For without the pao, most of the city’s meals would only be half complete. Where would vada pao, kheema pao, burji pao, omelette pao, misal pao, pao bhaji and so forth be without pao? Try having a batata vada with sliced bread. You can’t fold one slice over a vada. Or even hold the vada between two slices. No sir, it is the pao’s accommodating nature that has helped it win a million palates over.
If vada pao had an address, it would be every street. In a city where real estate is dear, a vada pao stall takes up barely five square feet. The vadas go straight from the frying pan into the pao. A wet green chutney and a dry red chutney welcome the vada into the pao’s fold.
Outside most railway stations and bus depots, you get pao and eggs to order. Omelette pao, burji pao, pao and diced boiled eggs. You also get pao bhaji, which, apart from its own taste and appearance, also has a sound all its own. You can hear pao bhaji from a mile. The clatter of the ladle on the cast iron tava as chopped tomatoes, potatoes, and mashed green peas are beaten to a pulp, the raking sound as the ladle brings the bubbling bhaji to the centre of the tava, the hiss of a glob of butter being added with a flourish. The pao is warmed on the tava and some butter is slapped on before serving it rich and calorific and downright irresistible (do not try this on an Atkins diet). Pao bhaji has leapt the great divide and, in a display of inverse snobbery, is served at five-star coffee shops. The Taj certainly serves it at its coffee shops in Apollo Bunder and Bandra (I am not sure about The President).

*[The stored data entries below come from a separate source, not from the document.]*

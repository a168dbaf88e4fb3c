use anyhow::Result;
use chat_stream::transports::reqwest::ReqwestTransport;
use chat_stream::types::ProductCard;
use chat_stream::{
    ChatClientConfig, ChatError, Conversation, DisplayMessage, NormalizedItem, Role,
    SessionObserver, SessionState,
};
use std::io::Write;
use tokio::io::{AsyncBufReadExt, BufReader};

// Run with:
//   CHAT_API_BASE=https://chat.example.com CHAT_CLIENT_SLUG=acme cargo run -p stream-chat
// Optional:
//   CHAT_SESSION_ID=...   resume an existing session and print its history
//   RUST_LOG=chat_stream=debug

/// Prints the reply as it grows. Text deltas are written in place, other
/// items get one line each.
struct Printer {
    shown: usize,
    partial: usize,
}

impl Printer {
    fn starting_at(shown: usize) -> Self {
        Self { shown, partial: 0 }
    }
}

impl SessionObserver for Printer {
    fn on_data(&mut self, transcript: &[DisplayMessage]) {
        while self.shown < transcript.len() {
            let msg = &transcript[self.shown];
            let last = self.shown + 1 == transcript.len();
            match &msg.kind {
                _ if msg.role == Role::User => {}
                NormalizedItem::Text { content } => {
                    print!("{}", &content[self.partial..]);
                    self.partial = content.len();
                    if last {
                        let _ = std::io::stdout().flush();
                        return;
                    }
                    println!();
                }
                other => println!("{}", describe(other)),
            }
            self.shown += 1;
            self.partial = 0;
        }
    }

    fn on_session_id(&mut self, session_id: &str) {
        eprintln!("\n[session] {session_id}");
    }

    fn on_complete(&mut self) {
        println!();
    }

    fn on_error(&mut self, error: &ChatError) {
        eprintln!("\n[error] {}", error.format_details());
    }
}

fn describe(item: &NormalizedItem) -> String {
    match item {
        NormalizedItem::Text { content } => content.clone(),
        NormalizedItem::Button { label, action, .. } => format!("[{label}] -> {action}"),
        NormalizedItem::ProductCard {
            data: ProductCard {
                title,
                price,
                link_url,
                ..
            },
        } => format!("[product] {title} {price} {link_url}"),
        NormalizedItem::MapCard { data } => format!("[map] {} {}", data.title, data.link_url),
    }
}

fn print_transcript(transcript: &[DisplayMessage]) {
    for msg in transcript {
        let who = match msg.role {
            Role::User => "you",
            Role::Assistant => "bot",
        };
        println!("{who}> {}", describe(&msg.kind));
    }
}

#[tokio::main]
async fn main() -> Result<()> {
    tracing_subscriber::fmt()
        .with_env_filter(tracing_subscriber::EnvFilter::from_default_env())
        .with_writer(std::io::stderr)
        .init();

    let config = ChatClientConfig::from_env()?;
    let mut chat = match std::env::var("CHAT_SESSION_ID") {
        Ok(sid) if !sid.trim().is_empty() => Conversation::with_reqwest(config, sid.trim()),
        _ => {
            let http = ReqwestTransport::new(&config.transport);
            Conversation::with_new_session(config, http)
        }
    };
    eprintln!("[session] {}", chat.session_id());

    let history = chat.load_history().await?;
    print_transcript(history);

    let mut lines = BufReader::new(tokio::io::stdin()).lines();
    loop {
        print!("you> ");
        std::io::stdout().flush()?;
        let Some(line) = lines.next_line().await? else {
            break;
        };
        if line.trim().is_empty() {
            continue;
        }

        let cancel = chat.cancel_handle();
        let ctrl_c = tokio::spawn(async move {
            if tokio::signal::ctrl_c().await.is_ok() {
                cancel.close();
            }
        });

        print!("bot> ");
        let printer = Printer::starting_at(chat.transcript().len());
        let state = chat.send(&line, printer).await?;
        ctrl_c.abort();
        match state {
            SessionState::Completed => {}
            // the notice was already printed through on_data
            SessionState::Errored => println!(),
            other => eprintln!("\n[{other:?}]"),
        }
    }
    Ok(())
}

Misal pao is like pao bhaji except that it is a gravy dish, is made from dry green peas and the peas are whole not pureed. In this form, it is called usal. When you add a mixture of sev, peanuts and gathia to usal, you get misal. You dip the pao in the misal, it soaks up the gravy and scoops the peas and mixture in one fell swoop. Sliced bread can soak up the gravy but isn’t quite as accomplished at the scooping bit.
In pockets of Fort, where Irani restaurants still survive, as also along strips of Mohammad Ali Road and Mahim, you get kheema pao. The kheema is usually made from lamb (never from beef, the establishments inform you) and served with whole or slit green chillies.
The Irani restaurants also serve variants of the pao: one is gutli pao, which is hard like a French baguette. It is served with butter and goes best when dunked in chai (which dulls its hard edge). The other pao variant is the sweet bun, studded with resins. Chai is a faithful accompanist here as well. What joy if you time yourself to get the buns warm from the oven. The butter melts from the warmth and, when dunked in tea, every mouthful is an intermingling of butter, resins and tea.
While the city winds down and goes to bed, the pao continues its 24-hour vigil especially outside railway stations. As the night shift goes home groggy, it makes a dinner of burji pao even as the milkmen and newspaper boys breakfast on the omelette pao. Pao is the common thread between breakfast and dinner, contributing to the optical illusion of a city that never sleeps.